Sahibi olduğumuz, bize miras kalan ya da zaman içinde ona sevgiyle bağlanarak
fethettiğimiz bir şehirde büyümüş olmak olağanüstü bir şans. Bu nedenle
depremler bir şehri, ancak sakinlerinin ona yeniden sahip olma, onu yeniden inşa
etme arzusunu yok ettiğinde silebilir. Dünyaya geldikleri topraklardan binlerce
kilometre uzakta yaşasalar da, kendi zihinsel haritalarını büyük bir ustalıkla
inşa etmeyi beceren öyle sığınmacı hikâyelerine tanık oldum ki, bunlar aynı
zamanda bizim de öykülerimiz.
Depreme dayanıklı binaların önemi anlatılmalı
İtalya açısından bir iç göçü ifade eden Aquila depremi,
başka dünyaların bağrında tarihi merkezleri “little Italies - küçük
İtalya” mantığıyla kurmayı ifade etti. Renzo Piano, 1980’li
yıllarda Otranto’da tarihi merkezin yeniden inşa edilmesine
Otrantoluların da bizzat katılmasını öngören bir proje ortaya attığını
anımsattı. Bir çadır altı toplantısında yöre halkına kent merkezinde oturan
insanları evlerinden kapı dışarı etmeden, hafif ve antisismik malzemeler
kullanılarak evlerinin en kısa sürede restore edilebileceğini anlatmıştı.
Otranto için uygulanan projeyi Piano şimdi Aquila’da hayata geçirmek istiyor.
Cephesi meydana bakan bu oditoryuma şu anda toplanabileceği bir meydan ve açık
alandan yoksun olan Aquilalıların gereksinim duyduğu inancında. Bu oditoryum
aynı zamanda mimarlar, yerel inşaat şirketleri ve vatandaşlar için bir
enformasyon merkezi işlevi de görebilir görüşünde Piano. Halka hafif ve ekonomik
malzeme kullanmak yöntemiyle depreme dayanıklı binaların inşa edilebileceğini
anlatmanın önemli olduğuna vurgu yapıyor.
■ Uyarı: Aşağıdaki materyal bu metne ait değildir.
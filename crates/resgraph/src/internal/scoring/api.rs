use std::collections::BTreeMap;

use crate::internal::scoring::evals::{EvalGroup, Evals};
use crate::internal::scoring::fold::Fold;
use crate::{SubsystemId, TypeKey};

/// Per-vertex evaluation state of one traversal step: candidate groups of each
/// (subsystem, type), plus the score and available amount handed to the parent.
#[derive(Debug, Clone, Default)]
pub struct ScoringApi {
    evals: BTreeMap<(SubsystemId, TypeKey), Evals>,
    hier_constrain_now: bool,
    overall_score: i64,
    avail: i64,
}

impl ScoringApi {
    pub fn add(&mut self, subsystem: SubsystemId, key: TypeKey, group: EvalGroup) -> i64 {
        self.evals.entry((subsystem, key)).or_default().add(group)
    }

    pub fn evals(&self, subsystem: SubsystemId, key: TypeKey) -> Option<&Evals> {
        self.evals.get(&(subsystem, key))
    }

    pub fn qualified_count(&self, subsystem: SubsystemId, key: TypeKey) -> i64 {
        self.evals(subsystem, key)
            .map(|evals| evals.qualified_count())
            .unwrap_or(0)
    }

    pub fn qualified_granules(&self, subsystem: SubsystemId, key: TypeKey) -> usize {
        self.evals(subsystem, key)
            .map(|evals| evals.qualified_granules())
            .unwrap_or(0)
    }

    pub fn total_count(&self, subsystem: SubsystemId, key: TypeKey) -> i64 {
        self.evals(subsystem, key)
            .map(|evals| evals.total_count())
            .unwrap_or(0)
    }

    pub fn best_k(&self, subsystem: SubsystemId, key: TypeKey) -> i64 {
        self.evals(subsystem, key)
            .map(|evals| evals.best_k())
            .unwrap_or(0)
    }

    pub fn best_i(&self, subsystem: SubsystemId, key: TypeKey) -> usize {
        self.evals(subsystem, key)
            .map(|evals| evals.best_i())
            .unwrap_or(0)
    }

    /// Selects the best `k` units of the type and returns the accumulated score of the
    /// selection. Marks the evaluation as hierarchically constrained.
    pub fn choose_accum_best_k(
        &mut self,
        subsystem: SubsystemId,
        key: TypeKey,
        k: i64,
        fold: Fold,
    ) -> Option<i64> {
        let evals = self.evals.entry((subsystem, key)).or_default();
        evals.choose_best_k(k, fold)?;
        self.hier_constrain_now = true;
        Some(evals.accum_best_k())
    }

    pub fn choose_accum_all(&mut self, subsystem: SubsystemId, key: TypeKey, fold: Fold) -> i64 {
        let evals = self.evals.entry((subsystem, key)).or_default();
        self.hier_constrain_now = true;
        evals.choose_accum_all(fold)
    }

    /// Keys with at least one candidate group in the subsystem.
    pub fn resource_types(&self, subsystem: SubsystemId) -> Vec<TypeKey> {
        self.evals
            .keys()
            .filter(|(s, _)| *s == subsystem)
            .map(|(_, key)| *key)
            .collect()
    }

    pub fn subsystems(&self) -> Vec<SubsystemId> {
        let mut subsystems: Vec<SubsystemId> = self.evals.keys().map(|(s, _)| *s).collect();
        subsystems.dedup();
        subsystems
    }

    pub fn iter(&self) -> impl Iterator<Item = (&(SubsystemId, TypeKey), &Evals)> {
        self.evals.iter()
    }

    pub fn merge(&mut self, other: ScoringApi) {
        for (key, evals) in other.evals {
            self.evals.entry(key).or_default().merge(evals);
        }
    }

    #[inline]
    pub fn hier_constrain_now(&self) -> bool {
        self.hier_constrain_now
    }

    #[inline]
    pub fn overall_score(&self) -> i64 {
        self.overall_score
    }

    #[inline]
    pub fn set_overall_score(&mut self, score: i64) {
        self.overall_score = score;
    }

    #[inline]
    pub fn avail(&self) -> i64 {
        self.avail
    }

    #[inline]
    pub fn set_avail(&mut self, avail: i64) {
        self.avail = avail;
    }
}
pub mod matcher;
pub mod planner;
Aquila oditoryumunun şehrin geçen yıl
uğradığı trajik depremden daha şiddetli depremlere dayanıklı ahşap malzemeyle
yapılabileceğini anlatıyor.
Aquila’daki tarihi evlerin aslına sadık kalınarak inşa edilebileceğini, ahşap
malzemenin her türden sıva ve modele olanak tanığına, ahşaptan vazgeçilmesi
durumunda depreme dirençli taş malzemede karar kılınabileceğini aktarıyor.
“Görünmez Kentler” kitabının yazarı Italo Calvino’nun bize öğrettiği gibi
şehirler, sakinlerinin gözü açık gördükleri düşlerin birer izdüşümü. Bu nedenle
her zaman yeniden doğabilirler.
(*) Renzo Piano, Cenova doğumlu İtalyan mimar. 1997’de mimarlık alanında en
önemli ödüllerden biri kabul edilen Pritzker ödülüne değer görüldü.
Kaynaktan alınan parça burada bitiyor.